● **Task**
Copy out each line of the data that holds the string "update".

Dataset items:
______________________________
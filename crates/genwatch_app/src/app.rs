use std::collections::HashSet;
use std::path::PathBuf;
use std::time::{Duration, Instant};

use engine_logging::{engine_debug, engine_info};
use genwatch_core::{
    update, AbortReason, ActiveJobSnapshot, Effect, GenerationConfig, JobId, JobKind, Msg, Phase,
    ProjectorState,
};
use genwatch_engine::EngineEvent;

use crate::effects::{event_to_msg, EffectRunner};
use crate::persistence;
use crate::render::{phase_text, stamped, Renderer};

const TICK: Duration = Duration::from_millis(250);

/// What this run of the watcher was started for.
#[derive(Debug, Clone, PartialEq)]
pub enum Intent {
    Submit {
        kind: JobKind,
        workspace_id: String,
        config: GenerationConfig,
    },
    Watch {
        job_id: JobId,
        kind: JobKind,
    },
    Resume,
    Cancel {
        job_id: JobId,
        kind: JobKind,
    },
    Restart {
        job_id: JobId,
        config: Option<GenerationConfig>,
    },
}

/// Action held back until a reconnect tells us where the job stands.
#[derive(Debug, Clone, PartialEq)]
enum FollowUp {
    Cancel(JobId),
    Restart(JobId, Option<GenerationConfig>),
}

/// How the run ended, from the focused job's point of view.
#[derive(Debug, Clone, PartialEq)]
pub enum RunOutcome {
    Finished,
    Detached,
    Failed(String),
}

pub struct App {
    state: ProjectorState,
    runner: EffectRunner,
    renderer: Renderer,
    state_dir: PathBuf,
    saved: Vec<ActiveJobSnapshot>,
    /// Jobs with a cancel or restart request still on the wire.
    awaiting: HashSet<JobId>,
    follow_up: Option<FollowUp>,
    detached: bool,
}

impl App {
    pub fn new(runner: EffectRunner, state_dir: PathBuf) -> Self {
        let saved = persistence::load_active_jobs(&state_dir);
        Self {
            state: ProjectorState::new(),
            runner,
            renderer: Renderer::new(),
            state_dir,
            saved,
            awaiting: HashSet::new(),
            follow_up: None,
            detached: false,
        }
    }

    pub fn run(mut self, intent: Intent, detach_after: Option<Duration>) -> RunOutcome {
        self.begin(intent);
        let started = Instant::now();

        while !self.settled() {
            match self.runner.next_event(TICK) {
                Some(event) => self.handle_event(event),
                None => self.dispatch(Msg::Tick),
            }
            self.resolve_follow_up();

            let expired = detach_after.is_some_and(|limit| started.elapsed() >= limit);
            if expired && !self.detached {
                engine_info!("Detaching after {:?}", started.elapsed());
                self.detached = true;
                self.dispatch(Msg::ViewClosed);
            }
        }

        self.persist();
        self.outcome()
    }

    fn begin(&mut self, intent: Intent) {
        match intent {
            Intent::Submit {
                kind,
                workspace_id,
                config,
            } => {
                self.dispatch(Msg::ConfigChanged {
                    kind,
                    workspace_id,
                    config,
                });
                self.dispatch(Msg::SubmitClicked);
            }
            Intent::Watch { job_id, kind } => {
                self.dispatch(Msg::ReconnectRequested { job_id, kind });
            }
            Intent::Resume => {
                let saved = self.saved.clone();
                if saved.is_empty() {
                    println!("{}", stamped("nothing to resume"));
                }
                self.dispatch(Msg::RestoreActiveJobs(saved));
            }
            Intent::Cancel { job_id, kind } => {
                self.follow_up = Some(FollowUp::Cancel(job_id.clone()));
                self.dispatch(Msg::ReconnectRequested { job_id, kind });
            }
            Intent::Restart { job_id, config } => {
                self.follow_up = Some(FollowUp::Restart(job_id.clone(), config));
                self.dispatch(Msg::ReconnectRequested {
                    job_id,
                    kind: JobKind::Document,
                });
            }
        }
    }

    fn dispatch(&mut self, msg: Msg) {
        let state = std::mem::take(&mut self.state);
        let (state, effects) = update(state, msg);
        self.state = state;

        for effect in &effects {
            if let Effect::Cancel { job_id, .. } | Effect::Restart { job_id, .. } = effect {
                self.awaiting.insert(job_id.clone());
            }
        }
        for effect in self.runner.enqueue(effects) {
            self.present(effect);
        }

        if self.state.consume_dirty() {
            for line in self.renderer.render(&self.state) {
                println!("{}", stamped(&line));
            }
            self.persist();
        }
    }

    fn handle_event(&mut self, event: EngineEvent) {
        match &event {
            EngineEvent::CancelFinished { job_id, outcome } => {
                println!("{}", stamped(&format!("[{job_id}] cancel: {outcome:?}")));
                self.awaiting.remove(job_id);
            }
            EngineEvent::Restarted { job_id, .. } => {
                self.awaiting.remove(job_id);
            }
            EngineEvent::SubmitFailed {
                job_id: Some(job_id),
                ..
            } => {
                self.awaiting.remove(job_id);
            }
            _ => {}
        }
        if let Some(msg) = event_to_msg(event, &self.state) {
            self.dispatch(msg);
        }
    }

    fn present(&mut self, effect: Effect) {
        match effect {
            Effect::OpenResult { job_id, kind } => {
                let items = self
                    .state
                    .handle(&job_id)
                    .map(|handle| handle.items().len())
                    .unwrap_or_default();
                let line = match kind {
                    JobKind::Document => format!("[{job_id}] document is ready"),
                    JobKind::TestQuestions => format!("[{job_id}] {items} question(s) ready"),
                };
                println!("{}", stamped(&line));
            }
            Effect::ResetForm => engine_debug!("Form reset"),
            other => engine_debug!("Nothing to present for {:?}", other),
        }
    }

    /// Fires a held-back cancel or restart once the reconnect settled.
    fn resolve_follow_up(&mut self) {
        let Some(follow_up) = self.follow_up.clone() else {
            return;
        };
        let (job_id, msg) = match follow_up {
            FollowUp::Cancel(job_id) => {
                let msg = Msg::CancelClicked {
                    job_id: job_id.clone(),
                };
                (job_id, msg)
            }
            FollowUp::Restart(job_id, config) => {
                let msg = Msg::RestartClicked {
                    job_id: job_id.clone(),
                    config,
                };
                (job_id, msg)
            }
        };
        let Some(phase) = self.state.job_phase(&job_id) else {
            self.follow_up = None;
            return;
        };
        if phase == Phase::Connecting {
            return;
        }
        self.follow_up = None;

        let applicable = match msg {
            Msg::CancelClicked { .. } => matches!(phase, Phase::Observing { .. }),
            _ => phase.is_terminal(),
        };
        if applicable {
            self.dispatch(msg);
        } else {
            println!(
                "{}",
                stamped(&format!("[{job_id}] nothing to do, job is {}", phase_text(phase)))
            );
        }
    }

    /// Nothing is being submitted, observed, or waited on.
    fn settled(&self) -> bool {
        let view = self.state.view();
        !view.submitting
            && self.follow_up.is_none()
            && !self.state.has_pending_cancel()
            && self.awaiting.is_empty()
            && !view.jobs.iter().any(|row| row.phase.has_observer())
    }

    fn persist(&mut self) {
        let active = self.state.active_jobs_snapshot();
        if active != self.saved {
            persistence::save_active_jobs(&self.state_dir, &active);
            self.saved = active;
        }
    }

    fn outcome(&self) -> RunOutcome {
        let view = self.state.view();
        if let Some(error) = view.form_error {
            return RunOutcome::Failed(error);
        }
        if self.detached {
            return RunOutcome::Detached;
        }
        let Some(row) = view.focused else {
            return RunOutcome::Finished;
        };
        match (row.phase, row.error) {
            (
                Phase::Aborted {
                    reason: AbortReason::Cancelled,
                },
                _,
            ) => RunOutcome::Finished,
            (Phase::Detached, _) => RunOutcome::Detached,
            (Phase::Aborted { .. }, None) => {
                RunOutcome::Failed(format!("{}: {}", row.job_id, phase_text(row.phase)))
            }
            (_, Some(error)) => RunOutcome::Failed(format!("{}: {error}", row.job_id)),
            _ => RunOutcome::Finished,
        }
    }
}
______________________________
● **Written answer**
    update, AbortReason, ActiveJobSnapshot, Effect, GenerationConfig, JobId, JobKind, Msg, Phase,
        let (state, effects) = update(state, msg);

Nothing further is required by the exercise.